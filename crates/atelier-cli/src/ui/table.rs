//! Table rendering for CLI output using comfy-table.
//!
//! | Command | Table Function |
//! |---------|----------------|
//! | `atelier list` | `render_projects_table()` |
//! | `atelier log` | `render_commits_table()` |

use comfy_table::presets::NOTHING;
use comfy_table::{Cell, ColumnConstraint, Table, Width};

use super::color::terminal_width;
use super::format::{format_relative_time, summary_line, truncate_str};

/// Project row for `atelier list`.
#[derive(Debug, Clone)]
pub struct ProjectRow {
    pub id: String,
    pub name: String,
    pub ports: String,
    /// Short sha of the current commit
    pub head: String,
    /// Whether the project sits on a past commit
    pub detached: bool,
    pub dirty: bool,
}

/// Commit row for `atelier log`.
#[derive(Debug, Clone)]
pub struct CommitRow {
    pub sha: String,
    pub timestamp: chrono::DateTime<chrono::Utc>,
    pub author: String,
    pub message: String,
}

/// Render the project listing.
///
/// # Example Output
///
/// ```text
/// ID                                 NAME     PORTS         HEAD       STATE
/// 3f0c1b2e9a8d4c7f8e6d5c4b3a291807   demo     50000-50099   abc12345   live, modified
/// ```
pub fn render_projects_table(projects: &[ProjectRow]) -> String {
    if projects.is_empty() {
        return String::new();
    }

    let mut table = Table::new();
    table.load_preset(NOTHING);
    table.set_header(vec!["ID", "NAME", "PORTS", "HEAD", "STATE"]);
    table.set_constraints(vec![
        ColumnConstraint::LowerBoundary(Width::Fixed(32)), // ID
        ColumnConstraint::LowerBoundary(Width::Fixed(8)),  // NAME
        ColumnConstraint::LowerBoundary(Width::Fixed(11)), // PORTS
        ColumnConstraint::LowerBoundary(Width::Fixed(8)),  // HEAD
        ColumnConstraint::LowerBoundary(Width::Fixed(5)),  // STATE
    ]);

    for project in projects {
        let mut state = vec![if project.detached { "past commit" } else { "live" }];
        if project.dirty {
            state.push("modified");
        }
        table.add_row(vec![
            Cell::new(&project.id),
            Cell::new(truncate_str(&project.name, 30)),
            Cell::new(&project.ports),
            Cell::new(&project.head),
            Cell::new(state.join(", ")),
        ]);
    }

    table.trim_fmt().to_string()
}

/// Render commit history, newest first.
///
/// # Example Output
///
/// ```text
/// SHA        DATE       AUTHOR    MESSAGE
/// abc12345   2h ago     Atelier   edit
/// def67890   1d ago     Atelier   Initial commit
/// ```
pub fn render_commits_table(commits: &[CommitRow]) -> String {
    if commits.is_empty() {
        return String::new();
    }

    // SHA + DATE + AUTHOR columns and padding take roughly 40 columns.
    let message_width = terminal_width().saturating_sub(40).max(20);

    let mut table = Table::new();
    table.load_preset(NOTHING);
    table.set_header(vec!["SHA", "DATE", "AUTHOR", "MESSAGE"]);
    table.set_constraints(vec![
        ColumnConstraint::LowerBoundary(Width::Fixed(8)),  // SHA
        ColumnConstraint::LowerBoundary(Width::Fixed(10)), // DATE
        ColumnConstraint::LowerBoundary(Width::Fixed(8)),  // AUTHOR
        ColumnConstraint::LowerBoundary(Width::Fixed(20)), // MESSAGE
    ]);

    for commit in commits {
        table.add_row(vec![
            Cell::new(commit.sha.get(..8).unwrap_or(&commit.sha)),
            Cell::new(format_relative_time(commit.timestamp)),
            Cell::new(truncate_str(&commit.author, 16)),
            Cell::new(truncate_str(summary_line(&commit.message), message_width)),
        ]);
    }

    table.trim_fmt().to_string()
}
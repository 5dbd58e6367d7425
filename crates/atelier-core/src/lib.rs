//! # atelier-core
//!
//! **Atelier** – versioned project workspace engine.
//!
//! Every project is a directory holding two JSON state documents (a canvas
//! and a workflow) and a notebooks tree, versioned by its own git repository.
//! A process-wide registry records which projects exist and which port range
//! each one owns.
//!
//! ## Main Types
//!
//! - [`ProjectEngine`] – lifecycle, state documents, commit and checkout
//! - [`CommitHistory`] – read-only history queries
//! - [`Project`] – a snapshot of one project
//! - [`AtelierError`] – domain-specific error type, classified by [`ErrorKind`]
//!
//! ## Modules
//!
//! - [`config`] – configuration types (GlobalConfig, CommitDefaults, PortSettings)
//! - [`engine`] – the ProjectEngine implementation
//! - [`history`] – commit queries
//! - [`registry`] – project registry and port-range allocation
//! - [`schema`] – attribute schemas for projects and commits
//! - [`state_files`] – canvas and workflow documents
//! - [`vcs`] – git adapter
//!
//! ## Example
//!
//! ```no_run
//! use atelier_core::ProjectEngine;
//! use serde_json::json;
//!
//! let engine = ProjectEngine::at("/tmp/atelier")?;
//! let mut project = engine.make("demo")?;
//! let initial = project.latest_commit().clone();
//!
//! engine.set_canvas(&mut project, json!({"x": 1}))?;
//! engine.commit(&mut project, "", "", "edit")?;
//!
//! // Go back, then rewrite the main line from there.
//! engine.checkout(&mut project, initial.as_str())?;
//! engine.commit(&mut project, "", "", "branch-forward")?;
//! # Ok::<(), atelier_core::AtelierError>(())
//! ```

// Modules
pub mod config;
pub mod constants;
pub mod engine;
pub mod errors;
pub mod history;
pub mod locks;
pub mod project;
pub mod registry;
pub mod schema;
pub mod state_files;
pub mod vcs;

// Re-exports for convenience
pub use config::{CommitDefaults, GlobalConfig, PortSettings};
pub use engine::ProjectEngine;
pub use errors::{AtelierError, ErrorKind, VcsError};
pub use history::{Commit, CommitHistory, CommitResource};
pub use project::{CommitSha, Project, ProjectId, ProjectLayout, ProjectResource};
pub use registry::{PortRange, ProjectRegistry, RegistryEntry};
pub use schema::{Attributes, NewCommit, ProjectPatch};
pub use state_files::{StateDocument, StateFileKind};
...
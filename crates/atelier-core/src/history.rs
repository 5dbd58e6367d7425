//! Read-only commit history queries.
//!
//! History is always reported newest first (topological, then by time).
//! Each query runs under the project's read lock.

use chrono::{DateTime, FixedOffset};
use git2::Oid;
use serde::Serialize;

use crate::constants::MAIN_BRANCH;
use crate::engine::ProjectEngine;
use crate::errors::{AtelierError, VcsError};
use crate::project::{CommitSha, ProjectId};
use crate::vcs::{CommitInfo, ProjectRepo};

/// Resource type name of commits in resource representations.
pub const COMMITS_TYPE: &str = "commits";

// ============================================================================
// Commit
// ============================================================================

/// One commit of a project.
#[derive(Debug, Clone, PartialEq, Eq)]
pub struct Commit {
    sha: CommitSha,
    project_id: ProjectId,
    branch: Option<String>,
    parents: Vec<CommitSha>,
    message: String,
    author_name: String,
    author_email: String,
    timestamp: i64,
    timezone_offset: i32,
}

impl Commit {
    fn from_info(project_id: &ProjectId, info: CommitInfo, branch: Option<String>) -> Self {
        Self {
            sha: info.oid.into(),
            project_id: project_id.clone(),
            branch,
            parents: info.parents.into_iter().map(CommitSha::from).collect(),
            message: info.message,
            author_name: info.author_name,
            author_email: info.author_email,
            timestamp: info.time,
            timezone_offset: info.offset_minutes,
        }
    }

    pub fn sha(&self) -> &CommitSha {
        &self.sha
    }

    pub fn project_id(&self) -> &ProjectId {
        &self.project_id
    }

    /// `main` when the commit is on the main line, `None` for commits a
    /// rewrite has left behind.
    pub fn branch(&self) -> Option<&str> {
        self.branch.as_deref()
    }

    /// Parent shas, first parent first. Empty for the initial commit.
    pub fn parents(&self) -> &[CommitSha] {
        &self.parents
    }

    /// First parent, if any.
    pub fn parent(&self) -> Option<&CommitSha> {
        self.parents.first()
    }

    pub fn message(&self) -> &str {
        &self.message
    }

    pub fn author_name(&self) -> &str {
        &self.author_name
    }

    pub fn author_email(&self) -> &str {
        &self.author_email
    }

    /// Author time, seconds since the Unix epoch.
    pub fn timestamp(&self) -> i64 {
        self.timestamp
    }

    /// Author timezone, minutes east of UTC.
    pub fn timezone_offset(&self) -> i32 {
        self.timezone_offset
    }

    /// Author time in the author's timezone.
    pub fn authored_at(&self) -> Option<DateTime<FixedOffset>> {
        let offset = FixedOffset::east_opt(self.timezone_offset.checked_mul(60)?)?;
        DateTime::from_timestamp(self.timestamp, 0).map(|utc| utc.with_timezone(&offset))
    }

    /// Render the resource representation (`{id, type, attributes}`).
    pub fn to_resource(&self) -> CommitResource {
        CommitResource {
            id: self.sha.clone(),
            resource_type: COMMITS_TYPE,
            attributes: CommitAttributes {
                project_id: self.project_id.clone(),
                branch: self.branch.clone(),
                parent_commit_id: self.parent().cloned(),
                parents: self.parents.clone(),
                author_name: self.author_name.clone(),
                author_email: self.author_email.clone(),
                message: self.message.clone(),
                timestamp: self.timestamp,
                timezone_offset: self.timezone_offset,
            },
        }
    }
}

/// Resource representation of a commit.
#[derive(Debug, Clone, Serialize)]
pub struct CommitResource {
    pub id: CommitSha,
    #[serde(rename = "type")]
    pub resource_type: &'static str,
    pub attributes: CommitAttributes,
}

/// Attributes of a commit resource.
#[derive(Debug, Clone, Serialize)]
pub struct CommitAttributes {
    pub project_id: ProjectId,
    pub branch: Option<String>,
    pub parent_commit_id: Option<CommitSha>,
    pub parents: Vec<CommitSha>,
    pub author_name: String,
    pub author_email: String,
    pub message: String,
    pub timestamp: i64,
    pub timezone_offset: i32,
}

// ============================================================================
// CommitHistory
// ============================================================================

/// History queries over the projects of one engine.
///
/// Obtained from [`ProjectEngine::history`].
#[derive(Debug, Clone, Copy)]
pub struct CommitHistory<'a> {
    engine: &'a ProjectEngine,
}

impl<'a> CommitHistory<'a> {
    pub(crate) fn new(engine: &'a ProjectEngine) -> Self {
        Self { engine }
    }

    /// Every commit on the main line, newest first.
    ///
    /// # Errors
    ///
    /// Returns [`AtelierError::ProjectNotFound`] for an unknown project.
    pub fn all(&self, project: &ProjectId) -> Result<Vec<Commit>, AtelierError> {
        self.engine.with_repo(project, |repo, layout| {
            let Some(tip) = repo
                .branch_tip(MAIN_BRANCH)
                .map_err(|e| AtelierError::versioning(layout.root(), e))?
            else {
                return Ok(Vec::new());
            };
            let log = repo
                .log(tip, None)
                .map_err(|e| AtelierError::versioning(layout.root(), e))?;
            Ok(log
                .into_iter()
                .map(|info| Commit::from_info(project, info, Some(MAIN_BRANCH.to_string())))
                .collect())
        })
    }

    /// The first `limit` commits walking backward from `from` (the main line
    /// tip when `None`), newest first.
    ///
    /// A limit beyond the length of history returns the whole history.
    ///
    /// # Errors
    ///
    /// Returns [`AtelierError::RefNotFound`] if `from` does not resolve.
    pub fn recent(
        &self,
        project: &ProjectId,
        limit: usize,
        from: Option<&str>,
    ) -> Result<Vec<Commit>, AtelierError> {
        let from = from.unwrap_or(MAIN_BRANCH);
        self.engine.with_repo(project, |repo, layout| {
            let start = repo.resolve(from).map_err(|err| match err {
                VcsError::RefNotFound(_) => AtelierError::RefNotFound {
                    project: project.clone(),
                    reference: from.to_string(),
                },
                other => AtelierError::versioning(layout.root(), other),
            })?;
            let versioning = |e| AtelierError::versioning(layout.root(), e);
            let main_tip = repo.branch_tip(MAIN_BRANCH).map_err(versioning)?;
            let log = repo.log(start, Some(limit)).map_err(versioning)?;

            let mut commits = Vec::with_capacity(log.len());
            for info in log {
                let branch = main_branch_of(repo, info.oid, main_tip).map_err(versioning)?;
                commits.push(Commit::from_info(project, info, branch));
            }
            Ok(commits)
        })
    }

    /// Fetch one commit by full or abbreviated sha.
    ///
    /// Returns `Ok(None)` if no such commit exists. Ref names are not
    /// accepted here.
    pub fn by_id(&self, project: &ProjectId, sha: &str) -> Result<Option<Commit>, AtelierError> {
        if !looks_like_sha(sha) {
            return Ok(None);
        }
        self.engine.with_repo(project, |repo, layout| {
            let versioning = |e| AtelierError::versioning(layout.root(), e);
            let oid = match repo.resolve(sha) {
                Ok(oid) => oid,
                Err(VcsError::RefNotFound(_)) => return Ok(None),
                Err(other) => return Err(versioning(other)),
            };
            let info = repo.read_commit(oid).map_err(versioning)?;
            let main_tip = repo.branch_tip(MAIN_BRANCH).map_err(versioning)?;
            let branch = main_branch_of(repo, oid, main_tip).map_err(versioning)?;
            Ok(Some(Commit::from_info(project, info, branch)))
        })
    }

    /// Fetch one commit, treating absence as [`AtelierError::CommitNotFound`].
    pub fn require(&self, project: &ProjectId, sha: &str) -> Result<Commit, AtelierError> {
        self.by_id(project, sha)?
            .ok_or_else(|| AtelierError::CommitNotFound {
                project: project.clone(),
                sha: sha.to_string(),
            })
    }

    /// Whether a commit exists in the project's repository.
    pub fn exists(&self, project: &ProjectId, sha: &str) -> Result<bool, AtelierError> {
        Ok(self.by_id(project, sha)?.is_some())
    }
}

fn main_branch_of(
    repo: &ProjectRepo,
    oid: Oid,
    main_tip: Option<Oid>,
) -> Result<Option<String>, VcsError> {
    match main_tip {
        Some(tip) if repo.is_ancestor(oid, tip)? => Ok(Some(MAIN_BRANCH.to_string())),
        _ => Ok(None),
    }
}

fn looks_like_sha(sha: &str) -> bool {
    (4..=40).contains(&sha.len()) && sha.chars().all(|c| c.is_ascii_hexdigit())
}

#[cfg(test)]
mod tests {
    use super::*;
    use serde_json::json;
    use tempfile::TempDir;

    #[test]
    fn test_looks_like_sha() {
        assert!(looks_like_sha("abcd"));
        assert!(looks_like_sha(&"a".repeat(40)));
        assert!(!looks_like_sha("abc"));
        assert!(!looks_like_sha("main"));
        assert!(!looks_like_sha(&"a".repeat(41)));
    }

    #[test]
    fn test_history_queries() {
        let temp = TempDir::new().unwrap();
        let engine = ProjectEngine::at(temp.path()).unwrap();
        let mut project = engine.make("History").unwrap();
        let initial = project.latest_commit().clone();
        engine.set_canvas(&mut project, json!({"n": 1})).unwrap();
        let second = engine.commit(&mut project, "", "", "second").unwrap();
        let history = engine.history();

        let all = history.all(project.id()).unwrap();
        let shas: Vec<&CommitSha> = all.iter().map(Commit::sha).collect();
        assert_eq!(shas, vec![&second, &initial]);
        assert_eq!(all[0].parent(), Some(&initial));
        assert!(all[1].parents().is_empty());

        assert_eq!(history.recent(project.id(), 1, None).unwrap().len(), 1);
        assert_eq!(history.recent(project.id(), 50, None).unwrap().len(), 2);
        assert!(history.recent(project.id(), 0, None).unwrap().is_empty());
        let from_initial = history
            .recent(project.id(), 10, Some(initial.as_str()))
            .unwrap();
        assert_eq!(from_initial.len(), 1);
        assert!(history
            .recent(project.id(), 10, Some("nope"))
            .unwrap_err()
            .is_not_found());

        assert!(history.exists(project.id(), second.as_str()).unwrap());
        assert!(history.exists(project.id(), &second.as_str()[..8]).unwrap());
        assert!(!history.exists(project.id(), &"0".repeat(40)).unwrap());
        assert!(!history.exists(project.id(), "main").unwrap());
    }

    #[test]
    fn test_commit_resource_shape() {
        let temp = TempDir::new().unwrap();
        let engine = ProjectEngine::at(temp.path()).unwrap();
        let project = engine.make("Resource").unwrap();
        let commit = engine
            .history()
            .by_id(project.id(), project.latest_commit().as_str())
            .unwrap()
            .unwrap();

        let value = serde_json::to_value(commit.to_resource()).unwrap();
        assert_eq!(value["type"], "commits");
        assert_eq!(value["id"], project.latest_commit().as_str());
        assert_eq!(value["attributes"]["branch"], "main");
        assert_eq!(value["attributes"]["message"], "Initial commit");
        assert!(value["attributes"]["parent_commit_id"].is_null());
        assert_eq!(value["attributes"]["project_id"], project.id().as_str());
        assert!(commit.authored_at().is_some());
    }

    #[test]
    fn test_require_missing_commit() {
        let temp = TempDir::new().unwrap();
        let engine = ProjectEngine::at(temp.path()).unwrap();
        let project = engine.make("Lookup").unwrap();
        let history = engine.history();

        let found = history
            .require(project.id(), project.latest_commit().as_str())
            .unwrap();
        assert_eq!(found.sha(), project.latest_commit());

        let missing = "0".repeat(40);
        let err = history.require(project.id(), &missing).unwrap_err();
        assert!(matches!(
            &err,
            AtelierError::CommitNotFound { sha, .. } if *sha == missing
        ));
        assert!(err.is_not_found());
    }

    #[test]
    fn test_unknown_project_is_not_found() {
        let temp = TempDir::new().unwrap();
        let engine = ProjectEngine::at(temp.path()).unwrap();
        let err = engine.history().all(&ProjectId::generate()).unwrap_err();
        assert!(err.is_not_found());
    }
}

Prompt -
Lines containing the word "crates" must be found in the data above and copied.

Expected output -
filename crates/atelier-cli/src/ui/table.rs
filename crates/atelier-core/src/lib.rs
filename crates/atelier-core/src/history.rs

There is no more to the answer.